L’enquête met, en outre, la lumière sur les inquiétudes des Tunisiens quant à la dégradation de la situation économique.  Selon les résultats du sondage, seulement 10% des Tunisiens considèrent que la situation économique du pays est bonne ou très bonne, contre 50% au Maroc, 45% en Algérie et 24% en Jordanie. 70% des personnes dont le revenu ne couvre pas les dépenses sont négatives sur la question économique.  “Ces résultats reflètent les craintes des Tunisiens quant à la situation économique du pays. N’oublions pas que le sondage a été réalisé entre le 24 et le 28 juillet, c’est-à-dire durant une  période où il y avait une stabilité de la situation épidémiologique. En revanche, le pays connaît une forte récession avec une chute de 6% du PIB, un niveau d’inflation relativement élevé (5,7%) et une hausse du chômage”, a commenté la professeure-assistante Donia Smaali.  

Au sujet de la destruction des emplois, l’enquête montre un faible impact de la crise sur le marché de l’emploi, étant donné que 6% seulement des Tunisiens affirment qu’ils ont perdu définitivement leurs emplois, 50%  ont dû quitter provisoirement leurs postes de travail, 6% ont continué à travailler à distance et 37% se sont maintenus en situation d’emploi.  

La prise de conscience du fléau de  la violence faite aux femmes 

L’enquête a, également, mis le focus sur le sujet de la violence faite aux femmes durant la crise liée au coronavirus. Plus de deux tiers des Tunisiens estiment qu’il y a une hausse de la violence à l’égard des femmes. La gent féminine est la plus consciente de ce fléau : 70% des femmes affirment cette hausse contre 52% des hommes. 

“ Cette prise de conscience au sujet de la violence faite aux femmes s’explique par la présence et l’activisme des associations féministes en Tunisie. A cela s’ajoute un cadre juridique qui protège les droits de la femme, notamment la constitutionnalisation de l’égalité entre les deux sexes et l’adoption, en 2017, de la loi relative à la lutte contre la violence à l’égard des femmes.
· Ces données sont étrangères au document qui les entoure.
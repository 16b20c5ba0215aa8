pub mod coordinator;
pub mod path;
pub mod transport;

pub use coordinator::{SyncCoordinator, SyncHandle};
pub use path::{PathOp, UpdateBatch};
pub use transport::{MemoryTransport, RedisTransport, ReplicaTransport, TransportError};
Par ailleurs, il est à noter  que le nombre des cas de violence recensés  a connu une forte hausse, notamment durant la période du  confinement, étant  multiplié par  7 en comparaison à 2019”, explique Smaali. 

Au sujet de l’éducation, les Tunisiens sont craintifs vis-à-vis des effets  du Covid-19. Trois quarts des Tunisiens affirment  que les répercussions de la crise du coronavirus sur l’éducation sont négatives.
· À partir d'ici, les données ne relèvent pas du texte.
use core::fmt::{Debug, Formatter};

/// One item in a `PriorityQueue`: a value and the priority it was queued with.
#[derive(Clone, Debug, PartialEq, Eq)]
pub struct Entry<T, P> {
    pub value: T,
    pub priority: P,
}

/// A binary min-heap of (value, priority) pairs.
///
/// The entry with the lowest priority is always at the root. There is no
/// decrease-key operation; a value can be queued any number of times with
/// different priorities, and consumers are expected to ignore the stale copies.
/// Entries with equal priorities come out in no particular order.
pub struct PriorityQueue<T, P> {
    pq: Vec<Entry<T, P>>,
}

fn left(parent: usize) -> usize {
    parent * 2 + 1
}
fn right(parent: usize) -> usize {
    parent * 2 + 2
}
fn parent(child: usize) -> usize {
    (child - 1) / 2
}

impl<T, P: PartialOrd> PriorityQueue<T, P> {
    pub fn new() -> Self {
        Self { pq: Vec::new() }
    }

    pub fn with_capacity(capacity: usize) -> Self {
        Self {
            pq: Vec::with_capacity(capacity),
        }
    }

    pub fn len(&self) -> usize {
        self.pq.len()
    }

    pub fn is_empty(&self) -> bool {
        self.pq.is_empty()
    }

    pub fn clear(&mut self) {
        self.pq.clear();
    }

    /// Returns the entry with the lowest priority, without removing it.
    pub fn peek(&self) -> Option<&Entry<T, P>> {
        self.pq.first()
    }

    /// Inserts a value into the partially-sorted heap.
    pub fn enqueue(&mut self, value: T, priority: P) {
        self.pq.push(Entry { value, priority });
        let mut i = self.pq.len() - 1;
        while i > 0 {
            let parent = parent(i);
            if self.pq[parent].priority <= self.pq[i].priority {
                break;
            }
            self.pq.swap(i, parent);
            i = parent;
        }
        debug_assert!(self.is_heap());
    }

    /// Removes the entry with the lowest priority.
    pub fn dequeue(&mut self) -> Option<Entry<T, P>> {
        if self.pq.is_empty() {
            return None;
        }
        let result = self.pq.swap_remove(0);

        let len = self.pq.len();
        let mut i: usize = 0;
        loop {
            let left = left(i);
            if left >= len {
                break;
            }
            let right = right(i);
            let smaller = if right < len && self.pq[right].priority < self.pq[left].priority {
                right
            } else {
                left
            };
            if self.pq[smaller].priority < self.pq[i].priority {
                self.pq.swap(i, smaller);
                i = smaller;
            } else {
                break;
            }
        }

        debug_assert!(self.is_heap());
        Some(result)
    }

    /// Checks the heap ordering of every parent/child pair.
    pub fn is_heap(&self) -> bool {
        (1..self.pq.len()).all(|i| self.pq[parent(i)].priority <= self.pq[i].priority)
    }
}

impl<T, P: PartialOrd> Default for PriorityQueue<T, P> {
    fn default() -> Self {
        Self::new()
    }
}

impl<T: Debug, P: Debug> Debug for PriorityQueue<T, P> {
    fn fmt(&self, fmt: &mut Formatter<'_>) -> core::fmt::Result {
        write!(fmt, "Q: ")?;
        for entry in self.pq.iter() {
            write!(fmt, "{:?}@{:?} ", entry.value, entry.priority)?;
        }
        Ok(())
    }
}

#[cfg(test)]
mod tests {
    use super::*;

    fn drain<T, P: PartialOrd>(q: &mut PriorityQueue<T, P>) -> Vec<(T, P)> {
        let mut out = Vec::new();
        while let Some(e) = q.dequeue() {
            out.push((e.value, e.priority));
        }
        out
    }

    #[test]
    fn empty_queue() {
        let mut q: PriorityQueue<&str, u32> = PriorityQueue::new();
        assert!(q.is_empty());
        assert!(q.peek().is_none());
        assert!(q.dequeue().is_none());
        // still usable afterwards
        q.enqueue("a", 1);
        assert_eq!(q.len(), 1);
    }

    #[test]
    fn dequeue_order_test() {
        fn case(description: &str, input: &[u32]) {
            let mut q = PriorityQueue::with_capacity(input.len());
            for (i, &p) in input.iter().enumerate() {
                q.enqueue(i, p);
                assert!(q.is_heap(), "{}: heap broken after enqueue {}", description, i);
            }
            let mut expected = input.to_vec();
            expected.sort();
            let actual: Vec<u32> = drain(&mut q).into_iter().map(|(_, p)| p).collect();
            assert_eq!(actual, expected, "{}", description);
        }

        case("empty", &[]);
        case("single", &[7]);
        case("ascending", &[1, 2, 3, 4, 5, 6, 7]);
        case("descending", &[7, 6, 5, 4, 3, 2, 1]);
        case("duplicates", &[3, 1, 3, 1, 2, 2, 0, 3]);
        case("mixed", &[41, 2, 99, 17, 5, 63, 0, 12, 8, 8, 71]);
    }

    #[test]
    fn right_child_is_preferred_when_smaller() {
        // root 1, left 5, right 3: after removing the root the last entry
        // must be compared against both children.
        let mut q = PriorityQueue::new();
        for &(v, p) in [("a", 1), ("b", 5), ("c", 3), ("d", 9), ("e", 6)].iter() {
            q.enqueue(v, p);
        }
        assert_eq!(q.dequeue().map(|e| e.value), Some("a"));
        assert!(q.is_heap());
        assert_eq!(q.peek().map(|e| e.value), Some("c"));
    }

    #[test]
    fn same_value_queued_twice() {
        let mut q = PriorityQueue::new();
        q.enqueue("x", 10.0);
        q.enqueue("y", 4.0);
        q.enqueue("x", 2.5);
        let drained = drain(&mut q);
        assert_eq!(drained, vec![("x", 2.5), ("y", 4.0), ("x", 10.0)]);
    }

    #[test]
    fn interleaved_operations() {
        let mut q = PriorityQueue::new();
        q.enqueue('d', 4);
        q.enqueue('b', 2);
        assert_eq!(q.dequeue(), Some(Entry { value: 'b', priority: 2 }));
        q.enqueue('a', 1);
        q.enqueue('c', 3);
        assert_eq!(q.len(), 3);
        assert_eq!(q.dequeue().map(|e| e.value), Some('a'));
        q.clear();
        assert!(q.is_empty());
    }

    #[test]
    fn debug_lists_entries() {
        let mut q = PriorityQueue::new();
        q.enqueue("a", 1);
        assert_eq!(format!("{:?}", q), "Q: \"a\"@1 ");
    }
}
Ces effets sont ressentis d’une manière beaucoup plus importante par les personnes dont le revenu ne couvre pas les dépenses mensuelles (78%). 

Toujours, la défiance envers le gouvernement 

De même, la confiance en le gouvernement est au plus bas, avec 17 % seulement qui disent qu’ils ont confiance en le gouvernement contre 46% en Algérie et 52% au Maroc. 
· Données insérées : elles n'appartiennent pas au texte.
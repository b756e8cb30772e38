//! Single-source shortest paths (Dijkstra's algorithm).
//!
//! The frontier is a `PriorityQueue` with no decrease-key. When a cheaper path
//! to a vertex is found, the vertex is queued again with the new distance; the
//! older entry stays in the queue and is discarded when it comes out, because
//! relaxation always reads the distance record and never the queued priority.
//!
//! Edges without a weight are never followed. Weights must not be negative.
//!
//! None of these functions fail. A start or target vertex that is not in the
//! graph, or a target that cannot be reached, gives an empty result.

use crate::graph::{Weight, WeightedGraph};
use crate::priority_queue::PriorityQueue;
use core::fmt::Debug;
use core::hash::Hash;
use log::{debug, trace};
use std::collections::HashMap;

/// The best known way to reach a vertex during a search.
#[derive(Clone, Debug, PartialEq, Eq)]
pub struct DistanceEntry<V, W> {
    /// The vertex this one is reached from; `None` for the start vertex.
    pub predecessor: Option<V>,
    /// Sum of the edge weights from the start vertex.
    pub cumulative_weight: W,
}

/// A path found by `shortest_path`.
#[derive(Clone, Debug, PartialEq, Eq)]
pub struct ShortestPath<V, W> {
    /// Vertices from start to target, inclusive.
    pub vertices: Vec<V>,
    pub total_weight: W,
}

type Distances<'a, V, W> = HashMap<&'a V, DistanceEntry<&'a V, W>>;

/// Runs the search from `start`. If `target` is given, the search stops as soon
/// as the target is dequeued, and the target is returned (as the graph's own
/// reference); otherwise it runs until the queue is empty.
fn search<'a, V, W>(
    graph: &'a WeightedGraph<V, W>,
    start: &'a V,
    target: Option<&V>,
) -> (Distances<'a, V, W>, Option<&'a V>)
where
    V: Eq + Hash + Clone + Debug,
    W: Weight,
{
    let mut distances: Distances<'a, V, W> = HashMap::new();
    distances.insert(
        start,
        DistanceEntry {
            predecessor: None,
            cumulative_weight: W::zero(),
        },
    );

    let mut queue: PriorityQueue<&'a V, W> = PriorityQueue::new();
    queue.enqueue(start, W::zero());

    let mut num_dequeued: usize = 0;
    while let Some(entry) = queue.dequeue() {
        num_dequeued += 1;
        let current = entry.value;

        if target == Some(current) {
            debug!(
                "reached {:?} after dequeuing {} entries ({} still queued)",
                current,
                num_dequeued,
                queue.len()
            );
            return (distances, Some(current));
        }

        let current_weight = match distances.get(current) {
            Some(d) => d.cumulative_weight,
            None => continue,
        };
        if entry.priority > current_weight {
            trace!("skipping stale entry {:?}@{:?}", current, entry.priority);
            continue;
        }

        for (next, edge_weight) in graph.neighbors(current) {
            let edge_weight = match edge_weight {
                Some(w) => w,
                // edges without a weight never carry a shortest path
                None => continue,
            };
            let candidate = match current_weight.checked_add(edge_weight) {
                Some(c) => c,
                None => {
                    trace!("skipping {:?} -> {:?}: weight overflows", current, next);
                    continue;
                }
            };
            let improved = match distances.get(next) {
                Some(d) => candidate < d.cumulative_weight,
                None => true,
            };
            if improved {
                trace!("relax {:?} -> {:?}: {:?}", current, next, candidate);
                distances.insert(
                    next,
                    DistanceEntry {
                        predecessor: Some(current),
                        cumulative_weight: candidate,
                    },
                );
                queue.enqueue(next, candidate);
            }
        }
    }

    debug!(
        "search from {:?} exhausted after dequeuing {} entries",
        start, num_dequeued
    );
    (distances, None)
}

/// Walks the predecessor chain back from `target`, and returns the path in
/// start-to-target order.
fn reconstruct<'a, V, W>(distances: &Distances<'a, V, W>, target: &'a V) -> Vec<V>
where
    V: Clone + Eq + Hash,
{
    let mut path: Vec<V> = Vec::new();
    let mut v = Some(target);
    while let Some(current) = v {
        path.push(current.clone());
        v = distances.get(current).and_then(|d| d.predecessor);
    }
    path.reverse();
    path
}

/// Finds the cheapest path from `start` to `target`, along with its total weight.
///
/// Returns `None` if either vertex is not in the graph, or if `target` cannot be
/// reached from `start` through weighted edges. A path from a vertex to itself
/// contains just that vertex, with zero weight.
pub fn shortest_path<V, W>(
    graph: &WeightedGraph<V, W>,
    start: &V,
    target: &V,
) -> Option<ShortestPath<V, W>>
where
    V: Eq + Hash + Clone + Debug,
    W: Weight,
{
    let (start, _) = graph.entry(start)?;
    if !graph.contains_vertex(target) {
        debug!("shortest_path: target {:?} is not in the graph", target);
        return None;
    }
    debug!("shortest_path: {:?} -> {:?}", start, target);

    let (distances, reached) = search(graph, start, Some(target));
    let reached = reached?;
    let total_weight = distances.get(reached)?.cumulative_weight;
    Some(ShortestPath {
        vertices: reconstruct(&distances, reached),
        total_weight,
    })
}

/// Finds the cheapest path from `start` to `target`.
///
/// The result starts with `start` and ends with `target`. It is empty if there
/// is no path, or if either vertex is not in the graph. Searching from a vertex
/// to itself gives a single-vertex path, which is not empty.
pub fn find_shortest_path<V, W>(graph: &WeightedGraph<V, W>, start: &V, target: &V) -> Vec<V>
where
    V: Eq + Hash + Clone + Debug,
    W: Weight,
{
    shortest_path(graph, start, target)
        .map(|path| path.vertices)
        .unwrap_or_default()
}

/// Computes the shortest distance from `start` to every vertex reachable from it
/// through weighted edges, along with the predecessor of each vertex on its
/// shortest path. The start vertex is included, with no predecessor.
pub fn shortest_path_tree<V, W>(
    graph: &WeightedGraph<V, W>,
    start: &V,
) -> HashMap<V, DistanceEntry<V, W>>
where
    V: Eq + Hash + Clone + Debug,
    W: Weight,
{
    let start = match graph.entry(start) {
        Some((v, _)) => v,
        None => return HashMap::new(),
    };
    let (distances, _) = search(graph, start, None);
    distances
        .into_iter()
        .map(|(v, d)| {
            (
                v.clone(),
                DistanceEntry {
                    predecessor: d.predecessor.cloned(),
                    cumulative_weight: d.cumulative_weight,
                },
            )
        })
        .collect()
}
//! Config command - view or change settings.json

use anyhow::Result;
use clap::Subcommand;
use colored::Colorize;
use mailroom_core::config::{Config, DOMAIN_ENV};

use super::get_mailroom_dir;
use crate::output;

#[derive(Subcommand)]
pub enum ConfigCommands {
    /// Show the effective configuration
    Show {
        /// Output as JSON
        #[arg(long)]
        json: bool,
    },
    /// Change the application mail domain
    SetDomain { domain: String },
}

pub fn run(command: ConfigCommands) -> Result<()> {
    let mailroom_dir = get_mailroom_dir()?;
    let mut config = Config::load(&mailroom_dir)?;

    match command {
        ConfigCommands::Show { json } => {
            if json {
                let value = serde_json::json!({
                    "domain": config.domain,
                    "avatar": config.avatar,
                    "autocomplete": config.autocomplete,
                    "providers": config.providers,
                });
                println!("{}", serde_json::to_string_pretty(&value)?);
                return Ok(());
            }

            let mut table = output::create_table();
            table.add_row(vec!["Domain".to_string(), config.domain.clone()]);
            table.add_row(vec!["Gravatar".to_string(), config.avatar.gravatar_base.clone()]);
            table.add_row(vec!["Robohash".to_string(), config.avatar.robohash_base.clone()]);
            table.add_row(vec!["Avatar size".to_string(), config.avatar.size.to_string()]);
            table.add_row(vec![
                "Cache TTL".to_string(),
                format!("{}s", config.autocomplete.cache_ttl_secs),
            ]);
            table.add_row(vec![
                "Isolate provider failures".to_string(),
                config.autocomplete.isolate_provider_failures.to_string(),
            ]);
            table.add_row(vec!["Twitter API".to_string(), config.providers.twitter_api_base.clone()]);
            table.add_row(vec!["Google API".to_string(), config.providers.google_api_base.clone()]);
            println!("{}", table);

            if std::env::var(DOMAIN_ENV).is_ok() {
                println!("{}", format!("Domain overridden by {}", DOMAIN_ENV).dimmed());
            }
        }
        ConfigCommands::SetDomain { domain } => {
            config.set_domain(&domain)?;
            config.save(&mailroom_dir)?;
            output::success(&format!("✓ Domain set to {}", config.domain));
            if std::env::var(DOMAIN_ENV).is_ok() {
                output::warning(&format!("{} is set and still takes precedence", DOMAIN_ENV));
            }
        }
    }

    Ok(())
}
De l’action gouvernementale, les Tunisiens ne sont pas, en somme,  satisfaits.  Ils  évaluent d’une manière négative l’action du gouvernement, puisque 39% seulement des Tunisiens affirment qu’ils en  sont satisfaits. Les jeunes sont les plus satisfaits avec 48% des moins de 29 ans contre 36% des plus de 30 ans. En revanche, les Tunisiens jugent appréciable la riposte du gouvernement au Covid. En effet, 58% disent qu’ils en sont satisfaits. Les universitaires sont les plus favorables dans leur évaluation (65%) par comparaison aux moins qualifiés. 

En outre, la perception de la corruption par les Tunisiens est toujours forte: la majorité écrasante (91%) pense que la corruption est répandue dans le pays. Seulement 43% des Tunisiens estiment que le gouvernement est en train de combattre la corruption. 

Par rapport aux  droits civils, les Tunisiens sont plutôt rassurés.

La majorité (72%) considère que les droits civils sont protégés et une minorité favorise leur restriction durant la pandémie. En effet, 67% pensent que les médias sont libres de critiquer l’action gouvernementale, 11% seulement pensent qu’il est légitime de limiter la liberté d’expression dans une situation d’urgence sanitaire et 30% justifient  la censure des médias dans un contexte de pandémie.